- [Task statement] Your task is to copy every line of the entries that contains "symbols".
^^^^^^^^^^^^^^^^
//! Import extraction: top-level `require(...)` declarators and ES `import`
//! statements become [`Lib`] descriptors.

use tree_sitter::Node;

use crate::config::Config;
use crate::inspector::{node_text, strip_string_quotes};
use crate::model::{Lib, LibBinding, NamedImport};

/// `path.join(dirname(reference), relative)` with `.`/`..` folded.
pub fn recompute_path(relative: &str, reference: &str) -> String {
    let mut parts: Vec<&str> = reference.split('/').collect();
    parts.pop();
    parts.retain(|p| !p.is_empty() && *p != ".");
    for seg in relative.split('/') {
        match seg {
            "" | "." => {}
            ".." => {
                parts.pop();
            }
            other => parts.push(other),
        }
    }
    parts.join("/")
}

fn is_local_path(path: &str) -> bool {
    path.starts_with('.')
}

struct LibBuilder<'a> {
    project_path: &'a str,
    config: &'a Config,
    next_placeholder: usize,
    libs: Vec<Lib>,
}

impl LibBuilder<'_> {
    fn push(&mut self, binding: LibBinding, path: String) {
        let mut local = is_local_path(&path);
        let mut external = false;
        let project_path = if local {
            Some(recompute_path(&path, self.project_path))
        } else if self.config.is_external_included(&path) {
            local = true;
            external = true;
            Some(format!("node_modules/{path}"))
        } else {
            None
        };
        let path_placeholder = format!("LIB_{}", self.next_placeholder);
        self.next_placeholder += 1;
        self.libs.push(Lib {
            binding,
            path,
            project_path,
            local,
            external,
            path_placeholder,
        });
    }
}

/// `require('x')` call with a single string argument -> `x`.
pub(crate) fn require_path(source: &[u8], node: Node) -> Option<String> {
    if node.kind() != "call_expression" {
        return None;
    }
    let callee = node.child_by_field_name("function")?;
    if callee.kind() != "identifier" || node_text(source, callee) != "require" {
        return None;
    }
    let args = node.child_by_field_name("arguments")?;
    let mut cursor = args.walk();
    let first = args.named_children(&mut cursor).next()?;
    if first.kind() != "string" {
        return None;
    }
    Some(strip_string_quotes(node_text(source, first)).to_string())
}

fn object_pattern_imports(source: &[u8], pattern: Node) -> Vec<NamedImport> {
    let mut out = Vec::new();
    let mut cursor = pattern.walk();
    for prop in pattern.named_children(&mut cursor) {
        match prop.kind() {
            "shorthand_property_identifier_pattern" => {
                let name = node_text(source, prop).to_string();
                out.push(NamedImport { local: name.clone(), imported: name });
            }
            "pair_pattern" => {
                let (Some(key), Some(value)) = (prop.child_by_field_name("key"), prop.child_by_field_name("value")) else {
                    continue;
                };
                let local = match value.kind() {
                    "identifier" => value,
                    "assignment_pattern" => match value.child_by_field_name("left") {
                        Some(left) if left.kind() == "identifier" => left,
                        _ => continue,
                    },
                    _ => continue,
                };
                out.push(NamedImport {
                    local: node_text(source, local).to_string(),
                    imported: strip_string_quotes(node_text(source, key)).to_string(),
                });
            }
            "object_assignment_pattern" => {
                if let Some(left) = prop.child_by_field_name("left") {
                    let name = node_text(source, left).to_string();
                    out.push(NamedImport { local: name.clone(), imported: name });
                }
            }
            _ => {}
        }
    }
    out
}

fn declaration_libs(source: &[u8], decl: Node, builder: &mut LibBuilder) {
    let mut cursor = decl.walk();
    for declarator in decl.named_children(&mut cursor) {
        if declarator.kind() != "variable_declarator" {
            continue;
        }
        let (Some(name), Some(value)) = (
            declarator.child_by_field_name("name"),
            declarator.child_by_field_name("value"),
        ) else {
            continue;
        };
        let Some(path) = require_path(source, value) else { continue };
        match name.kind() {
            "identifier" => builder.push(
                LibBinding::Module { name: node_text(source, name).to_string() },
                path,
            ),
            "object_pattern" => builder.push(
                LibBinding::Named { imports: object_pattern_imports(source, name) },
                path,
            ),
            _ => {}
        }
    }
}

fn import_statement_libs(source: &[u8], stmt: Node, builder: &mut LibBuilder) {
    let Some(src) = stmt.child_by_field_name("source") else { return };
    let path = strip_string_quotes(node_text(source, src)).to_string();

    let mut cursor = stmt.walk();
    let Some(clause) = stmt.named_children(&mut cursor).find(|c| c.kind() == "import_clause") else {
        return;
    };

    let mut clause_cursor = clause.walk();
    for part in clause.named_children(&mut clause_cursor) {
        match part.kind() {
            "identifier" => builder.push(
                LibBinding::Module { name: node_text(source, part).to_string() },
                path.clone(),
            ),
            "namespace_import" => {
                let mut c = part.walk();
                let id = part.named_children(&mut c).find(|n| n.kind() == "identifier");
                if let Some(id) = id {
                    builder.push(LibBinding::Module { name: node_text(source, id).to_string() }, path.clone());
                }
            }
            "named_imports" => {
                let mut imports = Vec::new();
                let mut c = part.walk();
                for spec in part.named_children(&mut c) {
                    if spec.kind() != "import_specifier" {
                        continue;
                    }
                    let Some(name) = spec.child_by_field_name("name") else { continue };
                    let imported = strip_string_quotes(node_text(source, name)).to_string();
                    let local = spec
                        .child_by_field_name("alias")
                        .map(|a| node_text(source, a).to_string())
                        .unwrap_or_else(|| imported.clone());
                    imports.push(NamedImport { local, imported });
                }
                builder.push(LibBinding::Named { imports }, path.clone());
            }
            _ => {}
        }
    }
}

/// Collect the import descriptors of a module from its top-level statements.
pub fn extract_libs(source: &[u8], root: Node, project_path: &str, config: &Config) -> Vec<Lib> {
    let mut builder = LibBuilder {
        project_path,
        config,
        next_placeholder: 0,
        libs: Vec::new(),
    };
    let mut cursor = root.walk();
    for stmt in root.named_children(&mut cursor) {
        match stmt.kind() {
            "lexical_declaration" | "variable_declaration" => declaration_libs(source, stmt, &mut builder),
            "import_statement" => import_statement_libs(source, stmt, &mut builder),
            _ => {}
        }
    }
    builder.libs
}

#[cfg(test)]
mod tests {
    use super::*;
    use crate::inspector::parse_tree;

    fn libs_of(src: &str, config: &Config) -> Vec<Lib> {
        let tree = parse_tree(src).unwrap();
        extract_libs(src.as_bytes(), tree.root_node(), "lib/services/user.js", config)
    }

    #[test]
    fn recompute_folds_parent_segments() {
        assert_eq!(recompute_path("./db", "lib/services/user.js"), "lib/services/db");
        assert_eq!(recompute_path("../utils/log.js", "lib/services/user.js"), "lib/utils/log.js");
        assert_eq!(recompute_path("./x", "index.js"), "x");
    }

    #[test]
    fn require_forms() {
        let src = r#"
const db = require('./db'),
    { format, parse: parseDate } = require("../utils/dates");
const fs = require('fs');
let notRequire = load('./x');
"#;
        let libs = libs_of(src, &Config::default());
        assert_eq!(libs.len(), 3);

        assert_eq!(libs[0].binding, LibBinding::Module { name: "db".into() });
        assert_eq!(libs[0].project_path.as_deref(), Some("lib/services/db"));
        assert!(libs[0].local);
        assert_eq!(libs[0].path_placeholder, "LIB_0");

        let LibBinding::Named { imports } = &libs[1].binding else { panic!("named") };
        assert_eq!(imports[0], NamedImport { local: "format".into(), imported: "format".into() });
        assert_eq!(imports[1], NamedImport { local: "parseDate".into(), imported: "parse".into() });
        assert_eq!(libs[1].project_path.as_deref(), Some("lib/utils/dates"));

        assert!(!libs[2].local);
        assert_eq!(libs[2].project_path, None);
    }

    #[test]
    fn es_imports() {
        let src = r#"
import Model, { save as persist } from './model.js';
import * as log from '../log';
import './side-effect';
"#;
        let libs = libs_of(src, &Config::default());
        assert_eq!(libs.len(), 3);
        assert_eq!(libs[0].bound_names(), vec!["Model"]);
        assert_eq!(libs[1].bound_names(), vec!["persist"]);
        assert_eq!(libs[2].bound_names(), vec!["log"]);
        assert_eq!(libs[2].project_path.as_deref(), Some("lib/log"));
    }

    #[test]
    fn whitelisted_external_is_local() {
        let cfg = Config {
            include_external_dependencies: vec!["@acme/core".into()],
            ..Config::default()
        };
        let libs = libs_of("const core = require('@acme/core/lib/io');", &cfg);
        assert!(libs[0].local);
        assert!(libs[0].external);
        assert_eq!(libs[0].project_path.as_deref(), Some("node_modules/@acme/core/lib/io"));
    }
}
pub mod config;
pub mod dependencies;
pub mod error;
pub mod imports;
pub mod inspector;
pub mod logging;
pub mod mapper;
pub mod model;
pub mod project;
pub mod slicer;
pub mod text;
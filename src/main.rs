use anyhow::{bail, Context, Result};
use clap::{Parser, Subcommand};
use indicatif::{ProgressBar, ProgressStyle};
use katana::config::{load_config, Config};
use katana::inspector::MAIN_EXPORT;
use katana::logging::init_logging;
use katana::mapper::{build_module_graph, build_symbol_graph};
use katana::model::{File, Kind, TargetRef};
use katana::project::{DependencyQuery, Project, TestFramework};
use katana::slicer::extract_target_with_meta;
use serde::Serialize;
use std::path::{Path, PathBuf};
use tracing::info;

#[derive(Debug, Parser)]
#[command(name = "katana")]
#[command(version)]
#[command(about = "Dependency graph and standalone target extraction for JavaScript projects")]
struct Cli {
    /// Project root (must contain package.json)
    #[arg(long, global = true, default_value = ".")]
    root: PathBuf,

    #[command(subcommand)]
    cmd: Command,
}

#[derive(Debug, clap::Args)]
struct TargetArgs {
    /// Project-relative file path
    file: String,

    /// Symbol name; `Class.method` selects a class method
    name: String,

    /// function, class or variable (looked up by name when omitted)
    #[arg(long)]
    kind: Option<Kind>,

    /// Target is module-private
    #[arg(long)]
    internal: bool,
}

#[derive(Debug, Subcommand)]
enum Command {
    /// Load FILE and print its parsed model as JSON
    Inspect { file: String },

    /// Load ENTRY and list every loaded project path
    Files { entry: String },

    /// List the extractable targets of FILE
    Targets { file: String },

    /// Target under a 1-based editor line
    TargetAt { file: String, line: usize },

    /// Dependency map of one target, grouped by file
    Deps {
        #[command(flatten)]
        target: TargetArgs,

        #[arg(long, default_value_t = 0)]
        min_depth: i32,

        #[arg(long, default_value_t = 0)]
        max_depth: i32,

        /// Ignore `dependencies_filter`
        #[arg(long)]
        no_filter: bool,
    },

    /// Print a standalone reconstruction of one target
    Extract {
        #[command(flatten)]
        target: TargetArgs,

        /// Include the target's dependency files
        #[arg(long)]
        with_deps: bool,

        #[arg(long)]
        max_depth: Option<i32>,

        #[arg(long)]
        min_depth: Option<i32>,

        /// Replace dependency bodies with their parameter lists
        #[arg(long)]
        prototypes: bool,

        /// Keep the target's own body in prototype mode
        #[arg(long)]
        keep_target_body: bool,

        #[arg(long)]
        js_doc: bool,

        /// Targets whose JSDoc is left out
        #[arg(long, num_args = 1.., value_name = "NAME")]
        exclude_js_doc: Vec<String>,

        /// File whose content replaces the target's code
        #[arg(long = "override", value_name = "FILE")]
        override_file: Option<PathBuf>,

        /// Omit the `// <module>.js` header
        #[arg(long)]
        no_filename: bool,
    },

    /// Symbol dependency graph of everything ENTRY reaches
    Graph {
        entry: String,

        /// File-level rollup instead of symbols
        #[arg(long)]
        modules: bool,

        #[arg(long, default_value_t = 0)]
        max_depth: i32,
    },

    /// Check package.json and node_modules for the test framework libraries
    CheckTestFramework {
        #[arg(default_value = "jest")]
        framework: TestFramework,
    },
}

fn print_json<T: Serialize>(value: &T) -> Result<()> {
    println!("{}", serde_json::to_string_pretty(value)?);
    Ok(())
}

fn open_project(root: &Path) -> Result<(Project, Config)> {
    let config = load_config(root);
    let project = Project::new(root, config.clone())?;
    Ok((project, config))
}

fn load_with_spinner(project: &mut Project, entry: &str) -> Result<String> {
    let spinner = ProgressBar::new_spinner();
    spinner.set_style(
        ProgressStyle::with_template("{spinner} {msg}")
            .context("Invalid spinner template")?
            .tick_strings(&["⠋", "⠙", "⠹", "⠸", "⠼", "⠴", "⠦", "⠧", "⠇", "⠏"]),
    );
    spinner.enable_steady_tick(std::time::Duration::from_millis(80));
    spinner.set_message(format!("loading {entry}..."));
    let loaded = project.get_or_load(entry).map(|f| f.project_path.clone());
    spinner.finish_and_clear();
    loaded.with_context(|| format!("Failed to load {entry}"))
}

fn loaded_file<'p>(project: &'p Project, project_path: &str) -> Result<&'p File> {
    project
        .file(project_path)
        .with_context(|| format!("File not loaded: {project_path}"))
}

fn resolve_target(file: &File, args: &TargetArgs) -> Result<TargetRef> {
    let (name, method) = match args.name.split_once('.') {
        Some((class, method)) if args.name != MAIN_EXPORT && !class.is_empty() => (class, Some(method)),
        _ => (args.name.as_str(), None),
    };
    let mut target = match args.kind {
        Some(kind) => TargetRef::new(name, kind, args.internal),
        None => file
            .find_target(name)
            .with_context(|| format!("No target named '{name}' in {}", file.project_path))?,
    };
    if let Some(method) = method {
        target.kind = Kind::Class;
        target.method = Some(method.to_string());
    }
    Ok(target)
}

fn main() -> Result<()> {
    init_logging();
    let cli = Cli::parse();

    match cli.cmd {
        Command::Inspect { file } => {
            let (mut project, _) = open_project(&cli.root)?;
            let path = load_with_spinner(&mut project, &file)?;
            print_json(loaded_file(&project, &path)?)
        }
        Command::Files { entry } => {
            let (mut project, _) = open_project(&cli.root)?;
            load_with_spinner(&mut project, &entry)?;
            for file in project.files() {
                println!("{}", file.project_path);
            }
            Ok(())
        }
        Command::Targets { file } => {
            let (mut project, _) = open_project(&cli.root)?;
            let path = load_with_spinner(&mut project, &file)?;
            print_json(&loaded_file(&project, &path)?.all_targets())
        }
        Command::TargetAt { file, line } => {
            if line == 0 {
                bail!("Line numbers start at 1");
            }
            let (mut project, _) = open_project(&cli.root)?;
            let path = load_with_spinner(&mut project, &file)?;
            print_json(&loaded_file(&project, &path)?.target_at_line(line - 1))
        }
        Command::Deps {
            target,
            min_depth,
            max_depth,
            no_filter,
        } => {
            let (mut project, _) = open_project(&cli.root)?;
            let path = load_with_spinner(&mut project, &target.file)?;
            let target_ref = resolve_target(loaded_file(&project, &path)?, &target)?;
            let query = DependencyQuery {
                min_depth,
                max_depth,
                use_filter: !no_filter,
            };
            print_json(&project.dependency_map(&path, &target_ref, query)?)
        }
        Command::Extract {
            target,
            with_deps,
            max_depth,
            min_depth,
            prototypes,
            keep_target_body,
            js_doc,
            exclude_js_doc,
            override_file,
            no_filename,
        } => {
            let (mut project, config) = open_project(&cli.root)?;
            let path = load_with_spinner(&mut project, &target.file)?;
            let target_ref = resolve_target(loaded_file(&project, &path)?, &target)?;

            let mut options = config.extract.clone();
            options.include_dependencies |= with_deps;
            options.max_depth = max_depth.unwrap_or(options.max_depth);
            options.min_depth = min_depth.unwrap_or(options.min_depth);
            options.only_prototypes |= prototypes;
            options.only_prototypes_exclude_target_function |= keep_target_body;
            options.include_js_doc |= js_doc;
            options.exclude_js_doc_targets.extend(exclude_js_doc);
            if no_filename {
                options.include_filename = false;
            }
            if let Some(override_path) = override_file {
                let code = std::fs::read_to_string(&override_path)
                    .with_context(|| format!("Failed to read {}", override_path.display()))?;
                options.target_function_code_override = Some(code);
            }

            let (code, meta) = extract_target_with_meta(&project, &path, &target_ref, &options);
            if code.is_empty() {
                bail!("Target '{}' not found in {path}", target.name);
            }
            info!(
                files = meta.total_files,
                symbols = meta.total_symbols,
                tokens = meta.total_tokens,
                "extracted"
            );
            println!("{code}");
            Ok(())
        }
        Command::Graph {
            entry,
            modules,
            max_depth,
        } => {
            let (mut project, _) = open_project(&cli.root)?;
            load_with_spinner(&mut project, &entry)?;
            if modules {
                print_json(&build_module_graph(&project))
            } else {
                print_json(&build_symbol_graph(&project, max_depth))
            }
        }
        Command::CheckTestFramework { framework } => {
            let (project, _) = open_project(&cli.root)?;
            let report = project.check_test_framework(framework)?;
            print_json(&report)?;
            if !report.is_ready() {
                bail!("Missing test framework libs for {framework:?}");
            }
            Ok(())
        }
    }
}
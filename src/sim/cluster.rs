//! Connectivity analysis over same-colored balls
//!
//! Two balls of the same color are connected when their centers are within
//! the group radius. Clusters are the connected components of that graph.
//! Everything here is O(n²) per color, which is fine for tens of balls
//! evaluated once per frame.

use glam::Vec2;

use super::physics::Tuning;
use super::state::{Arena, Ball, BallColor, PALETTE};

/// A connected set of same-colored balls (indices into the batch)
#[derive(Debug, Clone, PartialEq, Eq)]
pub struct Cluster {
    pub color: BallColor,
    pub members: Vec<usize>,
}

/// Set of balls reachable from `seed` where edges join points within `radius`
///
/// Returns a visited flag per point. Traversal is an explicit stack
/// worklist; exploration order doesn't matter since edges are symmetric.
pub fn reachable(points: &[Vec2], seed: usize, radius: f32) -> Vec<bool> {
    let mut visited = vec![false; points.len()];
    if seed >= points.len() {
        return visited;
    }

    let mut stack = vec![seed];
    visited[seed] = true;
    while let Some(current) = stack.pop() {
        for (next, point) in points.iter().enumerate() {
            if !visited[next] && points[current].distance(*point) <= radius {
                visited[next] = true;
                stack.push(next);
            }
        }
    }
    visited
}

/// Label every point with a component id (0-based, in order of discovery)
pub fn components(points: &[Vec2], radius: f32) -> Vec<usize> {
    const UNLABELED: usize = usize::MAX;
    let mut labels = vec![UNLABELED; points.len()];
    let mut next_label = 0;

    for seed in 0..points.len() {
        if labels[seed] != UNLABELED {
            continue;
        }
        labels[seed] = next_label;
        let mut stack = vec![seed];
        while let Some(current) = stack.pop() {
            for (next, point) in points.iter().enumerate() {
                if labels[next] == UNLABELED && points[current].distance(*point) <= radius {
                    labels[next] = next_label;
                    stack.push(next);
                }
            }
        }
        next_label += 1;
    }
    labels
}

/// Clustering and win detection bound to an arena and a group radius
#[derive(Debug, Clone, Copy)]
pub struct Analyzer {
    pub arena: Arena,
    pub group_radius: f32,
}

impl Default for Analyzer {
    fn default() -> Self {
        Self::new(Arena::default(), &Tuning::default())
    }
}

impl Analyzer {
    pub fn new(arena: Arena, tuning: &Tuning) -> Self {
        Self {
            arena,
            group_radius: tuning.group_radius,
        }
    }

    /// Batch indices of each palette color, in palette order
    fn color_groups(&self, balls: &[Ball]) -> [Vec<usize>; PALETTE.len()] {
        let mut groups: [Vec<usize>; PALETTE.len()] = Default::default();
        for (i, ball) in balls.iter().enumerate() {
            groups[ball.color().index()].push(i);
        }
        groups
    }

    fn centers(&self, balls: &[Ball], indices: &[usize]) -> Vec<Vec2> {
        indices.iter().map(|&i| balls[i].center(&self.arena)).collect()
    }

    /// Whether all balls of `color` form one cluster
    ///
    /// A color with no balls is trivially connected.
    pub fn is_color_connected(&self, balls: &[Ball], color: BallColor) -> bool {
        self.group_connected(balls, &self.color_groups(balls)[color.index()])
    }

    fn group_connected(&self, balls: &[Ball], group: &[usize]) -> bool {
        let points = self.centers(balls, group);
        reachable(&points, 0, self.group_radius).into_iter().all(|seen| seen)
    }

    /// Whether any two differently colored balls sit within the group radius
    pub fn colors_touch(&self, balls: &[Ball]) -> bool {
        balls.iter().enumerate().any(|(i, a)| {
            balls[i + 1..].iter().any(|b| {
                a.color() != b.color()
                    && a.center(&self.arena).distance(b.center(&self.arena)) <= self.group_radius
            })
        })
    }

    /// The puzzle is solved: every color is one cluster and no colors touch
    ///
    /// An empty batch is never won.
    pub fn is_won(&self, balls: &[Ball]) -> bool {
        if balls.is_empty() {
            return false;
        }
        let all_connected = self
            .color_groups(balls)
            .iter()
            .all(|group| self.group_connected(balls, group));
        all_connected && !self.colors_touch(balls)
    }

    /// All clusters in the batch, grouped by palette color
    pub fn clusters(&self, balls: &[Ball]) -> Vec<Cluster> {
        let mut clusters = Vec::new();
        for (color, group) in PALETTE.iter().zip(self.color_groups(balls)) {
            let labels = components(&self.centers(balls, &group), self.group_radius);
            let count = labels.iter().max().map_or(0, |max| max + 1);
            let mut members = vec![Vec::new(); count];
            for (&label, &index) in labels.iter().zip(&group) {
                members[label].push(index);
            }
            clusters.extend(members.into_iter().map(|members| Cluster {
                color: *color,
                members,
            }));
        }
        clusters
    }

    /// Per-ball highlight flags, in batch order
    ///
    /// A ball is highlighted when it shares a cluster with at least one other
    /// ball, even if its color has not merged into a single cluster yet.
    pub fn highlights(&self, balls: &[Ball]) -> Vec<bool> {
        let mut flags = vec![false; balls.len()];
        for cluster in self.clusters(balls) {
            if cluster.members.len() >= 2 {
                for index in cluster.members {
                    flags[index] = true;
                }
            }
        }
        flags
    }
}

#[cfg(test)]
mod tests {
    use super::*;

    fn ball(id: u64, x: f32, y: f32, color: BallColor) -> Ball {
        Ball::new(id, Vec2::new(x, y), color)
    }

    /// Four reds in the top-left corner, four greens in the bottom-right
    fn solved_fixture() -> Vec<Ball> {
        vec![
            ball(1, 20.0, 20.0, BallColor::Red),
            ball(2, 60.0, 20.0, BallColor::Red),
            ball(3, 20.0, 60.0, BallColor::Red),
            ball(4, 60.0, 60.0, BallColor::Red),
            ball(5, 500.0, 400.0, BallColor::Green),
            ball(6, 540.0, 400.0, BallColor::Green),
            ball(7, 500.0, 440.0, BallColor::Green),
            ball(8, 540.0, 440.0, BallColor::Green),
        ]
    }

    #[test]
    fn test_reachable_chain() {
        let points = [
            Vec2::new(0.0, 0.0),
            Vec2::new(90.0, 0.0),
            Vec2::new(180.0, 0.0),
            Vec2::new(400.0, 0.0),
        ];
        let visited = reachable(&points, 0, 100.0);
        assert_eq!(visited, vec![true, true, true, false]);

        let from_far = reachable(&points, 3, 100.0);
        assert_eq!(from_far, vec![false, false, false, true]);
    }

    #[test]
    fn test_reachable_radius_inclusive() {
        let points = [Vec2::new(0.0, 0.0), Vec2::new(100.0, 0.0)];
        assert_eq!(reachable(&points, 0, 100.0), vec![true, true]);
    }

    #[test]
    fn test_reachable_empty() {
        assert!(reachable(&[], 0, 100.0).is_empty());
    }

    #[test]
    fn test_components_labels() {
        let points = [
            Vec2::new(0.0, 0.0),
            Vec2::new(300.0, 0.0),
            Vec2::new(50.0, 0.0),
            Vec2::new(350.0, 0.0),
            Vec2::new(600.0, 0.0),
        ];
        assert_eq!(components(&points, 100.0), vec![0, 1, 0, 1, 2]);
    }

    #[test]
    fn test_win_when_separated_and_connected() {
        let analyzer = Analyzer::default();
        assert!(analyzer.is_won(&solved_fixture()));
    }

    #[test]
    fn test_no_win_when_colors_touch() {
        let analyzer = Analyzer::default();
        let mut balls = solved_fixture();
        // Move one green next to the red corner
        balls[4].pos = Vec2::new(140.0, 60.0);
        assert!(analyzer.colors_touch(&balls));
        assert!(!analyzer.is_won(&balls));
    }

    #[test]
    fn test_colors_touch_at_exact_group_radius() {
        let analyzer = Analyzer::default();
        // Centers (110, 110) and (210, 110): exactly 100 apart
        let balls = vec![
            ball(1, 100.0, 100.0, BallColor::Red),
            ball(2, 200.0, 100.0, BallColor::Blue),
        ];
        assert!(analyzer.colors_touch(&balls));
        assert!(!analyzer.is_won(&balls));

        let apart = vec![
            ball(1, 100.0, 100.0, BallColor::Red),
            ball(2, 200.5, 100.0, BallColor::Blue),
        ];
        assert!(!analyzer.colors_touch(&apart));
        assert!(analyzer.is_won(&apart));
    }

    #[test]
    fn test_no_win_when_color_split() {
        let analyzer = Analyzer::default();
        let mut balls = solved_fixture();
        // Pull two reds away to the bottom-left corner
        balls[2].pos = Vec2::new(20.0, 440.0);
        balls[3].pos = Vec2::new(60.0, 440.0);
        assert!(!analyzer.is_color_connected(&balls, BallColor::Red));
        assert!(analyzer.is_color_connected(&balls, BallColor::Green));
        assert!(!analyzer.is_won(&balls));
    }

    #[test]
    fn test_empty_batch_not_won() {
        assert!(!Analyzer::default().is_won(&[]));
    }

    #[test]
    fn test_highlight_sub_cluster_without_win() {
        let analyzer = Analyzer::default();
        let balls = vec![
            // Two reds together, two reds scattered
            ball(1, 20.0, 20.0, BallColor::Red),
            ball(2, 50.0, 20.0, BallColor::Red),
            ball(3, 300.0, 250.0, BallColor::Red),
            ball(4, 560.0, 460.0, BallColor::Red),
            ball(5, 560.0, 20.0, BallColor::Blue),
            ball(6, 20.0, 460.0, BallColor::Blue),
        ];

        assert!(!analyzer.is_won(&balls));
        assert_eq!(
            analyzer.highlights(&balls),
            vec![true, true, false, false, false, false]
        );
    }

    #[test]
    fn test_highlight_sub_cluster_not_containing_first_ball() {
        let analyzer = Analyzer::default();
        let balls = vec![
            ball(1, 20.0, 20.0, BallColor::Red),
            ball(2, 400.0, 300.0, BallColor::Red),
            ball(3, 430.0, 300.0, BallColor::Red),
        ];
        assert_eq!(analyzer.highlights(&balls), vec![false, true, true]);
    }

    #[test]
    fn test_clusters_grouped_by_color() {
        let analyzer = Analyzer::default();
        let clusters = analyzer.clusters(&solved_fixture());
        assert_eq!(
            clusters,
            vec![
                Cluster {
                    color: BallColor::Red,
                    members: vec![0, 1, 2, 3],
                },
                Cluster {
                    color: BallColor::Green,
                    members: vec![4, 5, 6, 7],
                },
            ]
        );
    }

    #[test]
    fn test_group_radius_from_tuning() {
        let tuning = Tuning {
            group_radius: 30.0,
            ..Default::default()
        };
        let analyzer = Analyzer::new(Arena::default(), &tuning);
        // Reds are 40 apart: too far with the tighter radius
        assert!(!analyzer.is_won(&solved_fixture()));
    }
}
^^^^^^^^^^^^^^^^
- [Task result]
        /// File-level rollup instead of symbols
                symbols = meta.total_symbols,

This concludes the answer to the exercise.